What the task asks:
Read through the entries below and copy each line where "them" turns up.

○ ○ ○ ○ ○ ○ ○

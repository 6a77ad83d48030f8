use std::time::Duration;

use serde::{Deserialize, Serialize};

use crate::{
    schedule::{build_schedule, Segment, SegmentKind},
    Result,
};

/// A segment placed on the clip's time axis, covering `[start, end)`.
#[derive(Debug, Clone, Copy, PartialEq, Serialize, Deserialize)]
pub struct Interval {
    pub start_seconds: f64,
    pub end_seconds: f64,
    pub kind: SegmentKind,
}

impl Interval {
    pub fn contains(&self, position_seconds: f64) -> bool {
        self.start_seconds <= position_seconds && position_seconds < self.end_seconds
    }
}

/// Immutable interval list derived once from a schedule.
#[derive(Debug, Clone, Default, Serialize, Deserialize)]
pub struct Timeline {
    unit_seconds: f64,
    total_duration_seconds: f64,
    intervals: Vec<Interval>,
}

impl Timeline {
    pub fn new(segments: &[Segment], unit_seconds: f64) -> Self {
        let mut intervals = Vec::with_capacity(segments.len());
        let mut elapsed_units: u64 = 0;

        for segment in segments {
            let start_seconds = elapsed_units as f64 * unit_seconds;
            elapsed_units += u64::from(segment.units());
            intervals.push(Interval {
                start_seconds,
                end_seconds: elapsed_units as f64 * unit_seconds,
                kind: segment.kind,
            });
        }

        Self {
            unit_seconds,
            total_duration_seconds: elapsed_units as f64 * unit_seconds,
            intervals,
        }
    }

    pub fn from_message(message: &str, unit_seconds: f64) -> Self {
        Self::new(&build_schedule(message), unit_seconds)
    }

    pub fn total_duration_seconds(&self) -> f64 {
        self.total_duration_seconds
    }

    pub fn intervals(&self) -> &[Interval] {
        &self.intervals
    }

    pub fn is_empty(&self) -> bool {
        self.intervals.is_empty()
    }

    /// Playback at or beyond the end of the message is the terminal condition.
    pub fn is_finished_at(&self, position_seconds: f64) -> bool {
        position_seconds >= self.total_duration_seconds
    }

    /// Light state at `position_seconds`.
    ///
    /// A position exactly on a boundary belongs to the interval that starts
    /// there. Positions outside `[0, total)` read as `Off`; callers are
    /// expected to handle the finished case before asking.
    pub fn light_state_at(&self, position_seconds: f64) -> SegmentKind {
        if position_seconds < 0.0 || position_seconds.is_nan() {
            return SegmentKind::Off;
        }

        let index = self
            .intervals
            .partition_point(|interval| interval.end_seconds <= position_seconds);

        self.intervals
            .get(index)
            .map(|interval| interval.kind)
            .unwrap_or(SegmentKind::Off)
    }

    /// Pretty JSON export, used to check the schedule against the audio encoder.
    pub fn to_json_pretty(&self) -> Result<String> {
        Ok(serde_json::to_string_pretty(self)?)
    }
}

/// Restartable, cancellable repeating timer driven by the caller's clock.
///
/// Times are offsets from an arbitrary origin chosen by the host loop. A
/// caller that falls behind gets one tick, not a burst of catch-up ticks.
#[derive(Debug, Clone)]
pub struct PollTimer {
    interval: Duration,
    next_due: Option<Duration>,
}

impl PollTimer {
    pub fn new(interval: Duration) -> Self {
        Self {
            interval: interval.max(Duration::from_millis(1)),
            next_due: None,
        }
    }

    pub fn is_armed(&self) -> bool {
        self.next_due.is_some()
    }

    /// Arms the timer; the first tick fires one interval after `now`.
    pub fn start(&mut self, now: Duration) {
        self.next_due = Some(now + self.interval);
    }

    pub fn cancel(&mut self) {
        self.next_due = None;
    }

    /// Returns `true` when a tick is due at `now` and schedules the next one.
    pub fn fire_if_due(&mut self, now: Duration) -> bool {
        let Some(due) = self.next_due else {
            return false;
        };
        if now < due {
            return false;
        }

        let missed = (now - due).as_nanos() / self.interval.as_nanos();
        let next = u32::try_from(missed + 1)
            .ok()
            .and_then(|ticks| self.interval.checked_mul(ticks))
            .and_then(|offset| due.checked_add(offset))
            .unwrap_or(now + self.interval);
        self.next_due = Some(next);
        true
    }
}
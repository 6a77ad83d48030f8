use std::{path::Path, time::Duration};

use serde::{Deserialize, Serialize};

use crate::{MorseBlinkError, Result};

/// Message encoded in the bundled audio clip.
pub const DEFAULT_MESSAGE: &str = "SOS";
/// Length of one dot in the bundled clip.
pub const DEFAULT_UNIT_SECONDS: f64 = 0.1;
pub const DEFAULT_POLL_INTERVAL_MS: u64 = 50;
pub const START_LABEL: &str = "Play Morse Code";
pub const PLAYING_LABEL: &str = "Pause";

/// Top-level configuration structure for the application.
///
/// The defaults describe the bundled clip. A preset file only needs to list
/// the fields it changes.
#[derive(Debug, Clone, Serialize, Deserialize)]
#[serde(default)]
pub struct AppConfig {
    pub message: String,
    pub timing: TimingConfig,
    pub labels: LabelConfig,
}

impl Default for AppConfig {
    fn default() -> Self {
        Self {
            message: DEFAULT_MESSAGE.to_string(),
            timing: TimingConfig::default(),
            labels: LabelConfig::default(),
        }
    }
}

impl AppConfig {
    /// Loads a JSON preset and validates it.
    pub fn from_json_file(path: impl AsRef<Path>) -> Result<Self> {
        let raw = std::fs::read_to_string(path)?;
        Self::from_json_str(&raw)
    }

    pub fn from_json_str(raw: &str) -> Result<Self> {
        let config: Self = serde_json::from_str(raw)?;
        config.validate()?;
        Ok(config)
    }

    pub fn validate(&self) -> Result<()> {
        self.timing.validate()
    }
}

/// Timing constants shared by the schedule and the poll loop.
#[derive(Debug, Clone, Serialize, Deserialize)]
#[serde(default)]
pub struct TimingConfig {
    /// Seconds per Morse unit; must match the audio encoding.
    pub unit_seconds: f64,
    /// Wall-clock cadence of the reconciliation pass.
    pub poll_interval_ms: u64,
}

impl Default for TimingConfig {
    fn default() -> Self {
        Self {
            unit_seconds: DEFAULT_UNIT_SECONDS,
            poll_interval_ms: DEFAULT_POLL_INTERVAL_MS,
        }
    }
}

impl TimingConfig {
    pub fn poll_interval(&self) -> Duration {
        Duration::from_millis(self.poll_interval_ms)
    }

    pub fn validate(&self) -> Result<()> {
        if !self.unit_seconds.is_finite() || self.unit_seconds <= 0.0 {
            return Err(MorseBlinkError::config(format!(
                "unit_seconds must be a positive number, got {}",
                self.unit_seconds
            )));
        }
        if self.poll_interval_ms == 0 {
            return Err(MorseBlinkError::config(
                "poll_interval_ms must be greater than zero",
            ));
        }
        Ok(())
    }
}

/// Text shown on the play/pause control.
#[derive(Debug, Clone, Serialize, Deserialize, PartialEq, Eq)]
#[serde(default)]
pub struct LabelConfig {
    pub start: String,
    pub playing: String,
}

impl Default for LabelConfig {
    fn default() -> Self {
        Self {
            start: START_LABEL.to_string(),
            playing: PLAYING_LABEL.to_string(),
        }
    }
}
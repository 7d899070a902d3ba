//! Seams between the planning core and its collaborators.
//!
//! The core only sees these traits. Storage, transport and the dashboard
//! sit behind them.

use crate::error::PlannerError;
use crate::model::{Bin, CollectionEvent, FillPrediction, NewRoute, RouteRecord};

/// Something the router can place in a cluster.
pub trait CollectionPoint {
    type Id: Clone;

    fn id(&self) -> &Self::Id;

    /// Location coordinates (lat, lng), if known.
    fn coordinate(&self) -> Option<(f64, f64)>;
}

impl CollectionPoint for Bin {
    type Id = String;

    fn id(&self) -> &Self::Id {
        &self.id
    }

    fn coordinate(&self) -> Option<(f64, f64)> {
        Bin::coordinate(self)
    }
}

/// Distance in kilometers between two optional coordinates.
///
/// Must be total: a missing coordinate yields a value, never a panic.
pub trait DistanceProvider {
    fn distance_km(&self, from: Option<(f64, f64)>, to: Option<(f64, f64)>) -> f64;
}

/// Read side of the datastore.
pub trait BinDataProvider {
    /// Bins with `fill_level >= threshold`, fullest first.
    fn bins_above_threshold(&self, threshold: f64) -> Result<Vec<Bin>, PlannerError>;

    fn all_bins(&self) -> Result<Vec<Bin>, PlannerError>;

    /// Most recent collection events first, at most `limit` of them.
    fn history(&self, limit: usize) -> Result<Vec<CollectionEvent>, PlannerError>;
}

/// Write side of the datastore.
pub trait PlanStore {
    fn insert_route(&self, route: &NewRoute) -> Result<RouteRecord, PlannerError>;

    /// Replaces any prediction with the same `(bin_id, predicted_fill_date)`.
    fn upsert_prediction(&self, prediction: &FillPrediction) -> Result<(), PlannerError>;
}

○ ○ ○ ○ ○ ○ ○

Answer area:
//! sit behind them.
    /// Most recent collection events first, at most `limit` of them.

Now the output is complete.